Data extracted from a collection

=== Section Start ===

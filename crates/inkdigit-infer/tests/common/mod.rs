#![allow(dead_code)]

use inkdigit_base::Tensor;
use inkdigit_infer::{
    Backend, INPUT_NAME, INPUT_SHAPE, InferError, ModelSource, OUTPUT_NAME, OUTPUT_SHAPE, Session,
    TensorInfo,
};
use std::cell::RefCell;
use std::collections::HashMap;
use std::rc::Rc;

/// Session that returns fixed scores and remembers the last input it saw.
pub struct StubSession {
    pub input_names: Vec<String>,
    pub output_names: Vec<String>,
    pub input_info: Option<TensorInfo>,
    pub output_info: Option<TensorInfo>,
    pub scores: Vec<f32>,
    pub last_input: Rc<RefCell<Option<Tensor<f32>>>>,
    pub fail: bool,
}

impl StubSession {
    pub fn new(scores: Vec<f32>) -> Self {
        Self {
            input_names: vec![INPUT_NAME.to_string()],
            output_names: vec![OUTPUT_NAME.to_string()],
            input_info: Some(TensorInfo::f32(&INPUT_SHAPE)),
            output_info: Some(TensorInfo::f32(&OUTPUT_SHAPE)),
            scores,
            last_input: Rc::new(RefCell::new(None)),
            fail: false,
        }
    }
}

impl Session for StubSession {
    fn run(
        &mut self,
        inputs: &[(&str, Tensor<f32>)],
    ) -> Result<HashMap<String, Tensor<f32>>, InferError> {
        if self.fail {
            return Err(InferError::Inference("stub failure".to_string()));
        }
        let (name, tensor) = &inputs[0];
        assert_eq!(*name, INPUT_NAME);
        *self.last_input.borrow_mut() = Some(tensor.clone());

        let output = Tensor::new(vec![1, self.scores.len()], self.scores.clone())?;
        let mut outputs = HashMap::new();
        for output_name in &self.output_names {
            outputs.insert(output_name.clone(), output.clone());
        }
        Ok(outputs)
    }

    fn input_names(&self) -> &[String] {
        &self.input_names
    }

    fn output_names(&self) -> &[String] {
        &self.output_names
    }

    fn input_info(&self, name: &str) -> Option<TensorInfo> {
        self.input_names
            .iter()
            .any(|n| n == name)
            .then(|| self.input_info.clone())
            .flatten()
    }

    fn output_info(&self, name: &str) -> Option<TensorInfo> {
        self.output_names
            .iter()
            .any(|n| n == name)
            .then(|| self.output_info.clone())
            .flatten()
    }
}

/// Backend handing out `StubSession`s with the given scores.
pub struct StubBackend {
    pub scores: Vec<f32>,
    pub last_input: Rc<RefCell<Option<Tensor<f32>>>>,
}

impl StubBackend {
    pub fn new(scores: Vec<f32>) -> Self {
        Self {
            scores,
            last_input: Rc::new(RefCell::new(None)),
        }
    }
}

impl Backend for StubBackend {
    fn name(&self) -> &str {
        "stub"
    }

    fn load_model(&self, _model: ModelSource) -> Result<Box<dyn Session>, InferError> {
        let mut session = StubSession::new(self.scores.clone());
        session.last_input = self.last_input.clone();
        Ok(Box::new(session))
    }
}

pub fn one_hot(digit: usize) -> Vec<f32> {
    let mut scores = vec![0.0; 10];
    scores[digit] = 1.0;
    scores
}
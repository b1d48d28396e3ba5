use inkdigit_base::Vec2;

#[test]
fn test_vec2_arithmetic() {
    let a = Vec2::new(1.0f32, 2.0);
    let b = Vec2::new(3.0f32, 5.0);
    assert_eq!(a + b, Vec2::new(4.0, 7.0));
    assert_eq!(b - a, Vec2::new(2.0, 3.0));
    assert_eq!(a * 2.0, Vec2::new(2.0, 4.0));
    assert_eq!(b / 2.0, Vec2::new(1.5, 2.5));
}

#[test]
fn test_vec2_length() {
    assert_eq!(Vec2::new(3.0f32, 4.0).length(), 5.0);
}

#[test]
fn test_distance_to_segment_interior() {
    let p = Vec2::new(5.0f32, 3.0);
    let d = p.distance_to_segment(Vec2::new(0.0, 0.0), Vec2::new(10.0, 0.0));
    assert!((d - 3.0).abs() < 1e-6);
}

#[test]
fn test_distance_to_segment_past_end() {
    let p = Vec2::new(13.0f32, 4.0);
    let d = p.distance_to_segment(Vec2::new(0.0, 0.0), Vec2::new(10.0, 0.0));
    assert!((d - 5.0).abs() < 1e-6);
}

#[test]
fn test_distance_to_degenerate_segment() {
    let a = Vec2::new(1.0f32, 1.0);
    let d = Vec2::new(4.0f32, 5.0).distance_to_segment(a, a);
    assert!((d - 5.0).abs() < 1e-6);
}
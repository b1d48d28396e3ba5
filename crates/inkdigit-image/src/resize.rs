use crate::{ImageError, PixelFormat, RasterImage, pixelformat::argb_to_rgba};
use crates_image::{DynamicImage, GrayImage, RgbImage, RgbaImage, imageops::FilterType};
use inkdigit_base::Vec2;

/// Resampling filter used for every resize.
///
/// Catmull-Rom is the bicubic kernel; nearest-neighbor would break up thin strokes.
pub const RESIZE_FILTER: FilterType = FilterType::CatmullRom;

fn dimension(value: usize, size: Vec2<usize>) -> Result<u32, ImageError> {
    u32::try_from(value).map_err(|_| ImageError::InvalidDimensions {
        width: size.x,
        height: size.y,
    })
}

pub(crate) fn to_dynamic(image: &RasterImage) -> Result<DynamicImage, ImageError> {
    let size = image.size();
    let (w, h) = (dimension(size.x, size)?, dimension(size.y, size)?);
    let data = image.data().to_vec();
    let dynamic = match image.format() {
        PixelFormat::Gray8 => GrayImage::from_raw(w, h, data).map(DynamicImage::ImageLuma8),
        PixelFormat::Rgb8 => RgbImage::from_raw(w, h, data).map(DynamicImage::ImageRgb8),
        PixelFormat::Rgba8 => RgbaImage::from_raw(w, h, data).map(DynamicImage::ImageRgba8),
        PixelFormat::Argb8 => {
            RgbaImage::from_raw(w, h, argb_to_rgba(&data)).map(DynamicImage::ImageRgba8)
        }
    };
    dynamic.ok_or_else(|| ImageError::Decode(format!("buffer does not hold {w}x{h} pixels")))
}

pub(crate) fn from_dynamic(image: DynamicImage) -> Result<RasterImage, ImageError> {
    let (w, h) = (image.width() as usize, image.height() as usize);
    let (format, data) = match image {
        DynamicImage::ImageLuma8(buf) => (PixelFormat::Gray8, buf.into_raw()),
        DynamicImage::ImageRgb8(buf) => (PixelFormat::Rgb8, buf.into_raw()),
        DynamicImage::ImageRgba8(buf) => (PixelFormat::Rgba8, buf.into_raw()),
        other => (PixelFormat::Rgba8, other.to_rgba8().into_raw()),
    };
    RasterImage::new(Vec2::new(w, h), format, data)
}

/// Scale `image` to exactly `size` with bicubic resampling.
///
/// The pixel format is kept, except `Argb8` which comes back as `Rgba8`.
pub fn resize(image: &RasterImage, size: Vec2<usize>) -> Result<RasterImage, ImageError> {
    if size.x == 0 || size.y == 0 {
        return Err(ImageError::InvalidDimensions {
            width: size.x,
            height: size.y,
        });
    }
    let (w, h) = (dimension(size.x, size)?, dimension(size.y, size)?);
    if image.size() == size && image.format() != PixelFormat::Argb8 {
        return Ok(image.clone());
    }
    let resized = to_dynamic(image)?.resize_exact(w, h, RESIZE_FILTER);
    from_dynamic(resized)
}
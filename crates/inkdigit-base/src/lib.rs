pub mod logging;
pub mod tensor;
pub mod vec2;

pub use logging::{init_file_logger, init_stdout_logger, FileLogger, StdoutLogger};
pub use tensor::{Tensor, TensorError, element_count};
pub use vec2::Vec2;

// Re-export log crate so downstream crates can use inkdigit_base::log::*
pub use log;
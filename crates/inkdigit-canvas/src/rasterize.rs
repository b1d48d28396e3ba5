use crate::{CaptureError, Surface};
use inkdigit_base::Vec2;
use inkdigit_image::{PixelFormat, RasterImage};

/// Logical units per inch; a surface captured at this DPI maps one unit to one pixel.
pub const LOGICAL_DPI: f32 = 96.0;

/// Largest capture side in pixels.
pub const MAX_CAPTURE_DIMENSION: usize = 16_384;

/// Pixel size of a capture of `layout` at `dpi`, truncated toward zero.
///
/// Sides above `MAX_CAPTURE_DIMENSION` give `CaptureError::TooLarge`.
pub fn pixel_size(layout: Vec2<f32>, dpi: f32) -> Result<Vec2<usize>, CaptureError> {
    let not_ready = || CaptureError::SurfaceNotReady {
        width: layout.x,
        height: layout.y,
    };
    let scale = dpi / LOGICAL_DPI;
    if !layout.x.is_finite() || !layout.y.is_finite() || !scale.is_finite() || scale <= 0.0 {
        return Err(not_ready());
    }
    let width = (layout.x * scale).max(0.0) as usize;
    let height = (layout.y * scale).max(0.0) as usize;
    if width == 0 || height == 0 {
        return Err(not_ready());
    }
    if width > MAX_CAPTURE_DIMENSION || height > MAX_CAPTURE_DIMENSION {
        return Err(CaptureError::TooLarge { width, height });
    }
    Ok(Vec2::new(width, height))
}

/// Capture `surface` as an RGBA bitmap at `dpi`.
///
/// # Errors
///
/// Returns `CaptureError::SurfaceNotReady` when the surface would produce a
/// bitmap with a zero dimension, e.g. before its first layout pass, and
/// `CaptureError::TooLarge` when a side exceeds `MAX_CAPTURE_DIMENSION`.
pub fn rasterize(surface: &dyn Surface, dpi: f32) -> Result<RasterImage, CaptureError> {
    let layout = surface.layout_size();
    let size = pixel_size(layout, dpi)?;

    // transparent black, like an unpainted render target
    let mut target = RasterImage::filled(size, PixelFormat::Rgba8, &[0, 0, 0, 0])?;
    surface.render(&mut target, dpi / LOGICAL_DPI);

    log::debug!(
        "rasterized {}x{} surface to {}x{} pixels",
        layout.x,
        layout.y,
        size.x,
        size.y
    );
    Ok(target)
}
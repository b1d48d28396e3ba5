use crate::InferError;
use inkdigit_base::Tensor;
use std::collections::HashMap;

/// Element type of a declared model input or output.
#[derive(Debug, Clone, PartialEq)]
pub enum ElementType {
    F32,
    Other(String),
}

/// Declared type of a model input or output. `None` dimensions are dynamic.
#[derive(Debug, Clone, PartialEq)]
pub struct TensorInfo {
    pub element_type: ElementType,
    pub shape: Vec<Option<usize>>,
}

impl TensorInfo {
    pub fn f32(shape: &[usize]) -> Self {
        Self {
            element_type: ElementType::F32,
            shape: shape.iter().map(|&d| Some(d)).collect(),
        }
    }

    /// True when every fixed dimension equals the one in `shape` and the ranks agree.
    pub fn accepts(&self, shape: &[usize]) -> bool {
        self.shape.len() == shape.len()
            && self
                .shape
                .iter()
                .zip(shape)
                .all(|(declared, &dim)| declared.is_none_or(|d| d == dim))
    }
}

/// A loaded model, reused across requests.
pub trait Session {
    fn run(
        &mut self,
        inputs: &[(&str, Tensor<f32>)],
    ) -> Result<HashMap<String, Tensor<f32>>, InferError>;
    fn input_names(&self) -> &[String];
    fn output_names(&self) -> &[String];
    /// Declared type of input `name`; `None` when unknown or not a tensor.
    fn input_info(&self, name: &str) -> Option<TensorInfo>;
    /// Declared type of output `name`; `None` when unknown or not a tensor.
    fn output_info(&self, name: &str) -> Option<TensorInfo>;
}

=== Section End ===

Brief. If a line in the records contains the string "ElementType", copy it out.

Response to the task.
pub enum ElementType {
    pub element_type: ElementType,
            element_type: ElementType::F32,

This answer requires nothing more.